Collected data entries
══════════════════════════════

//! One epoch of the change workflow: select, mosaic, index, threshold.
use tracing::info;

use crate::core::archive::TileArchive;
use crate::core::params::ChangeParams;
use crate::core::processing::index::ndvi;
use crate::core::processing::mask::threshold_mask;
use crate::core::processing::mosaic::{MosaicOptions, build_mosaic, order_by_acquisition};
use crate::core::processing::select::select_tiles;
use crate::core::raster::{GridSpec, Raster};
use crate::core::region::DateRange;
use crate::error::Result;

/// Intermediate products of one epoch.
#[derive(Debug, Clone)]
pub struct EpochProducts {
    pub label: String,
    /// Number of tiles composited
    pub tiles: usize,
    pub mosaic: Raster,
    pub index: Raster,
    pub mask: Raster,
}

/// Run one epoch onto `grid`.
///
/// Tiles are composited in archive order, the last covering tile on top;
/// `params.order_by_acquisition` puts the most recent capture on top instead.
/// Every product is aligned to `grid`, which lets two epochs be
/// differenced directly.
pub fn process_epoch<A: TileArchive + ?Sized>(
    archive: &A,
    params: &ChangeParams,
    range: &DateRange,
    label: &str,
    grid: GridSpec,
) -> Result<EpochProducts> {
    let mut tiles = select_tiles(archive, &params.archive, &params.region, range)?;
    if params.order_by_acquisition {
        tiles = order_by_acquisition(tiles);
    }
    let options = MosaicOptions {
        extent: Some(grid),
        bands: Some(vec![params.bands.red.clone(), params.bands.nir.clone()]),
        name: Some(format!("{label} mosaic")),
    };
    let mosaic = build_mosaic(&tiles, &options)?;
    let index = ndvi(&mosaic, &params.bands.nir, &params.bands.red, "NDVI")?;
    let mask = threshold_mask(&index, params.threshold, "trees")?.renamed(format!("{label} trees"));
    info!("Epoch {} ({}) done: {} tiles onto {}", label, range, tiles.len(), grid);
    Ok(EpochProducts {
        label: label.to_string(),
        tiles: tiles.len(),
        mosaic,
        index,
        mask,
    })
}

══════════════════════════════

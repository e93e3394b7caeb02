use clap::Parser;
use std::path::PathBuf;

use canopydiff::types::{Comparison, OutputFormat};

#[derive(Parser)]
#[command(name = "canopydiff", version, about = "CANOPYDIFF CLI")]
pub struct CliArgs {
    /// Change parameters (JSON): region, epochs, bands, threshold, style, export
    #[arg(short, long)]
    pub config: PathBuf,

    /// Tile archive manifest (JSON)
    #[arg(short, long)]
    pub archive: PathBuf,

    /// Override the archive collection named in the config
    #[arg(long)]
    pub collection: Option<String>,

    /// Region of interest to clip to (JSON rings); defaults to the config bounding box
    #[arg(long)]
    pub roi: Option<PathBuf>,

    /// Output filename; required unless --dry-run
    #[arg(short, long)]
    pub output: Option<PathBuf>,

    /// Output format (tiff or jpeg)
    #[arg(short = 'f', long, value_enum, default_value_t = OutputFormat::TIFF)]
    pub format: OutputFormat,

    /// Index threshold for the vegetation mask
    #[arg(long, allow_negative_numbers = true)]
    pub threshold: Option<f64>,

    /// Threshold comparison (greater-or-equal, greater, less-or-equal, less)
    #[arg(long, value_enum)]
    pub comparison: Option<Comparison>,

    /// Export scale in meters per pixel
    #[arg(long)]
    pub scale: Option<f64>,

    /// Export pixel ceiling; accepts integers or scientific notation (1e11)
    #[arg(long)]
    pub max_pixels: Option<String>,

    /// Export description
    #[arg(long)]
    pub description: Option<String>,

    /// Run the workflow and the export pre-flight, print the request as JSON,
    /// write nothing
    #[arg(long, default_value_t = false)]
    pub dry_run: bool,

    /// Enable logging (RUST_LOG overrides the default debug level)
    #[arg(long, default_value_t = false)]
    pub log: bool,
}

══════════════════════════════

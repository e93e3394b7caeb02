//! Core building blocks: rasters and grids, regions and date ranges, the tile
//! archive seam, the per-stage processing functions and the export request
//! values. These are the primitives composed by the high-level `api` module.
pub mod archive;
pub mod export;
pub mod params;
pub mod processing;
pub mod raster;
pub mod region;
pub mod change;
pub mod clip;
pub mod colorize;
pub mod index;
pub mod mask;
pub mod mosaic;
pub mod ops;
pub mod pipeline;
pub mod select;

══════════════════════════════

Go through the records above and count the lines with the word "GridSpec" in them. Answer with the number only.

2